Mildred said, “A woman from Down Below. I went over to welcome her to the neighborhood, but really to satisfy my curiosity, and she was as friendly as a cold fish. All she could do was complain—about the noise of the surf and the seagulls, about people walking on the beach and staring at her house and even taking snapshots of it, about dead fish washing up. Just to be devilish, I told her not to be alarmed by green lights flashing over the lake at night; they’re only UFOs.”
Qwilleran said, “She sounds like the charmer who was staying at the Nutcracker Inn. Keep Toulouse indoors. She hates cats.”
Toulouse was lounging on the railing of the deck with the assurance of a cat who has adopted a food editor. Mildred gave him a morsel of crabmeat as she passed a plate of canapés. “Is it true,” she asked, “that household pets are going to be the theme of your next limerick contest?”

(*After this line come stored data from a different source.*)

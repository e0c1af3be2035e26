//! Bound-Constrainer (spec §4.H): under bounded-integer encoding, every
//! rule argument that is not already a bare variable or constant must
//! be re-wrapped into `[low, high]`. The simple case just conjoins
//! bound atoms onto the guard; the normalising case routes the rule
//! through a short chain of auxiliary symbols so the wrap itself is
//! expressed as rewrite steps rather than evaluated in place.

use algebra::bitwidth::{self, Signedness};
use algebra::{Constraint, FreshNames, Polynomial, RelOp, Rule, Symbol, Term};
use std::collections::HashMap;

pub struct BoundConstrainerOptions {
    pub signedness: Signedness,
}

fn is_var_or_const(p: &Polynomial) -> bool {
    p.is_var() || p.is_constant()
}

fn bound_atom(v: Symbol, w: u32, signedness: Signedness) -> Constraint {
    let (low, high) = bitwidth::range(w, signedness);
    let poly = Polynomial::from_var(v);
    Constraint::and(
        Constraint::atom(poly.clone(), low, RelOp::Ge),
        Constraint::atom(poly, high, RelOp::Le),
    )
}

fn bounds_for(vars: &[Symbol], widths: &HashMap<Symbol, u32>, signedness: Signedness) -> Constraint {
    let atoms = vars
        .iter()
        .filter_map(|v| widths.get(v).map(|&w| bound_atom(*v, w, signedness)));
    Constraint::conjunction(atoms)
}

fn is_simple_case(rule: &Rule) -> bool {
    let rhs_ok = rule.rhs.args().iter().all(is_var_or_const);
    let guard_ok = rule
        .guard
        .add_atomics_to_list()
        .iter()
        .all(|(l, r, _)| is_var_or_const(l) && is_var_or_const(r));
    rhs_ok && guard_ok
}

/// Wrap an out-of-range linear polynomial back into `[low, high]` by
/// repeatedly adding/subtracting `2^w`, bounded by
/// `Polynomial::norm_steps_needed`. Non-linear or otherwise
/// unresolvable shapes (`norm_steps_needed() < 0`) are left as-is and
/// reported via `have_to_keep`, matching the spec's "exhaustive wrap
/// cannot be statically unrolled" bookkeeping.
fn normalize_arg(
    p: &Polynomial,
    w: u32,
    signedness: Signedness,
    have_to_keep: &mut bool,
) -> Polynomial {
    let steps = p.norm_steps_needed();
    if steps < 0 {
        *have_to_keep = true;
        return p.clone();
    }
    let (low, high) = bitwidth::range(w, signedness);
    let modulus = bitwidth::power_of_two(w);
    let mut cur = p.clone();
    let cap = steps.max(0) as u64 + 1;
    for _ in 0..cap {
        if let (Some(c), Some(lo), Some(hi)) = (cur.as_const(), low.as_const(), high.as_const()) {
            if c < lo {
                cur = cur.add(&modulus);
                continue;
            }
            if c > hi {
                cur = cur.sub(&modulus);
                continue;
            }
            break;
        }
        // Symbolic (non-constant) shape: the wrap is expressed as a
        // rewrite step on the auxiliary symbol rather than resolved
        // here; leave the polynomial for the chain below to correct.
        break;
    }
    cur
}

fn normalizing_chain(
    rule: &Rule,
    widths: &HashMap<Symbol, u32>,
    opts: &BoundConstrainerOptions,
    fresh: &mut FreshNames,
    have_to_keep: &mut bool,
) -> Vec<Rule> {
    let bounds_l = bounds_for(&rule.lhs.variables(), widths, opts.signedness);
    let bounds_r = bounds_for(&rule.rhs.variables(), widths, opts.signedness);

    let f_cond_norm = fresh.next();
    let f_block = fresh.next();
    let f_rule_norm = fresh.next();

    let mut out = Vec::new();

    let cond_norm_entry = Term::new(f_cond_norm, rule.lhs.args().to_vec());
    out.push(Rule::new(rule.lhs.clone(), cond_norm_entry.clone(), bounds_l));

    let renamed_guard = rule.guard.clone();
    let block_entry = Term::new(f_block, rule.lhs.args().to_vec());
    out.push(Rule::new(cond_norm_entry, block_entry.clone(), renamed_guard));

    let normalized_rhs: Vec<Polynomial> = rule
        .rhs
        .args()
        .iter()
        .map(|a| {
            if is_var_or_const(a) {
                a.clone()
            } else {
                let w = a
                    .variables()
                    .iter()
                    .filter_map(|v| widths.get(v))
                    .max()
                    .copied()
                    .unwrap_or(64);
                normalize_arg(a, w, opts.signedness, have_to_keep)
            }
        })
        .collect();
    let rule_norm_entry = Term::new(f_rule_norm, normalized_rhs);
    out.push(Rule::unguarded(block_entry, rule_norm_entry.clone()));
    out.push(Rule::new(rule_norm_entry, rule.rhs.clone(), bounds_r));

    out
}

/// Run the bound constrainer over one SCC's rule list. Returns the
/// rewritten rules; `have_to_keep` reports whether any rule hit a
/// non-linear shape whose wrap could not be statically resolved, in
/// which case its auxiliary chain must be kept (not collapsed by a
/// later trimming pass).
pub fn constrain_bounds(
    rules: &[Rule],
    widths: &HashMap<Symbol, u32>,
    opts: &BoundConstrainerOptions,
    fresh: &mut FreshNames,
) -> (Vec<Rule>, bool) {
    let mut out = Vec::new();
    let mut have_to_keep = false;
    for r in rules {
        if is_simple_case(r) {
            let vars: Vec<Symbol> = r
                .lhs
                .variables()
                .into_iter()
                .chain(r.rhs.variables())
                .collect();
            let bounds = bounds_for(&vars, widths, opts.signedness);
            out.push(Rule::new(r.lhs.clone(), r.rhs.clone(), Constraint::and(r.guard.clone(), bounds)));
        } else {
            out.extend(normalizing_chain(r, widths, opts, fresh, &mut have_to_keep));
        }
    }
    (out, have_to_keep)
}

#[cfg(test)]
mod tests {
    use super::*;
    use algebra::Symbol as Sym;

    fn sym(s: &str) -> Sym {
        Sym::intern(s)
    }

    #[test]
    fn simple_case_adds_bound_guard() {
        let x = Polynomial::from_var(sym("x"));
        let lhs = Term::new(sym("f"), vec![x.clone()]);
        let rhs = Term::new(sym("f"), vec![x]);
        let r = Rule::unguarded(lhs, rhs);
        let mut widths = HashMap::new();
        widths.insert(sym("x"), 32);
        let opts = BoundConstrainerOptions { signedness: Signedness::Signed };
        let mut fresh = FreshNames::new("b");
        let (out, keep) = constrain_bounds(&[r], &widths, &opts, &mut fresh);
        assert_eq!(out.len(), 1);
        assert!(!keep);
        assert!(out[0].guard.is_conjunction_of_atoms());
    }

    #[test]
    fn non_variable_rhs_goes_through_normalizing_chain() {
        let x = Polynomial::from_var(sym("x"));
        let lhs = Term::new(sym("f"), vec![x.clone()]);
        let rhs = Term::new(sym("f"), vec![x.add(&Polynomial::one())]);
        let r = Rule::unguarded(lhs, rhs);
        let mut widths = HashMap::new();
        widths.insert(sym("x"), 8);
        let opts = BoundConstrainerOptions { signedness: Signedness::Unsigned };
        let mut fresh = FreshNames::new("b");
        let (out, _keep) = constrain_bounds(&[r], &widths, &opts, &mut fresh);
        assert_eq!(out.len(), 4);
        assert_eq!(out[0].lhs.head(), sym("f"));
        assert_eq!(out.last().unwrap().rhs.head(), sym("f"));
    }
}
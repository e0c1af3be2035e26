//! In-memory model of a typed, SSA-form, low-level intermediate
//! representation module: functions made of basic blocks of
//! instructions, with integer arithmetic, memory loads/stores, calls,
//! and PHI nodes.
//!
//! This crate does not parse an on-disk LLIR encoding — that parser is
//! an out-of-scope external collaborator (see spec §1/§6). What it
//! provides instead is the abstract capability surface §6 lists
//! (enumerate functions/globals/blocks/instructions, query opcode,
//! operands, successors, PHI incoming values, dominator/loop info) plus
//! a `Builder` to construct modules programmatically.

pub mod block;
pub mod builder;
pub mod cfg;
pub mod function;
pub mod ids;
pub mod instr;
pub mod loops;
pub mod module;
pub mod transform;
pub mod types;
pub mod value;

pub use block::BasicBlock;
pub use builder::{FunctionBuilder, ModuleBuilder};
pub use function::{Function, Param};
pub use ids::{BlockId, FunctionId, GlobalId, InstIdx, InstLoc};
pub use instr::{Callee, ICmpPred, InstKind, Instruction, Intrinsic, Terminator, recognize_intrinsic};
pub use module::{Global, Module};
pub use types::{BitWidth, Ty};
pub use value::ValueId;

“I think so. Rhymes about pets can be fun to write—whimsical, exaggerated, nonsensical. Give me another of those crabmeat things, and I’ll show you what I mean.”
In the time it took to eat a canapé, Qwilleran produced the following: “A black-and-white stray named Toulouse / found a home in the county of Moose. / He lives on ice cream / and chicken supreme / and crabmeat and paté of goose.”
“Hit the nail on the head,” Arch said.
Dinner was served al fresco, starting with cold purée of zucchini garnished with fresh blueberries.
Arch said, “Millie throws a handful of blueberries into everything.”
“They’re good for you,” she said.
Then individual beef potpies were served, and Arch remarked, “Do you realize that Millie is descended from a lumber camp cook?”
“My great-grandfather,” she said proudly. “The loggers lived on beans and salt pork, hardtack, boiled turnips, and tea boiled with molasses.”
“What about flapjacks? I thought they ate stacks of twelve, big as a dinner plate,” Qwilleran said.
Arch said, “That sounds like the figment of a Hollywood script writer’s imagination.”
Because there was no time for a formal dessert, Mildred served coffee and a confection called a Black Walnut Bombshell. They were balls an inch in diameter: buttery, nutty, not too sweet, and tasting faintly of chocolate. She packed some for her guest to take home.
“By the way,” Qwilleran said, “did I tell you I’m invited to be guest-of-honor at an MCCC luncheon?”
“What happened?” Arch said wryly. “Did those academic types suddenly find out we have a writer who doesn’t do double negatives and dangling adverbs?”
There had been a lack of rapport between the college and the media. Most of the faculty were from Down Below, and many of them commuted.
Qwilleran explained the breakthrough: “I was interviewing Dr. and Mrs. Abernethy, and she seems to have some connection with MCCC. She invited me to the luncheon. There’ll be a speaker from Down Below, but they’ll introduce me and I’ll be expected to say something trenchant in twenty-five words or less.”
“Write a limerick,” Mildred suggested.
He said, “Do you know that last year’s winner in the limerick contest now hangs in the lobby of the Hotel Booze—enlarged and framed? ‘There was a young lady in Brrr / who always went swimming in fur. / One day, on a dare, / she swam in the bare / and that was the end of HER.’ ”
They rode to the Hotel Booze in separate vehicles, so that Qwilleran could search for column material after the performance. The route lay along the lakeshore to the town of Brrr (as in “cold”).
The Black Bear Café occupied half the main floor and was the scene of the reenactment. Qwilleran and his guests were ushered to one of the booths lining three walls. On the other long wall was a bar with twenty stools, and in the center of the room were chairs still upended on tables after the last floor sweeping.
Beverages were being served until eight o’clock, and hotelkeeper Gary Pratt made the rounds of the booths, welcoming the spectators and reminding them to look at the programs on their tables. With his shambling gait and shaggy black beard and hair, he looked as ursine as the eight-foot mounted bear at the entrance.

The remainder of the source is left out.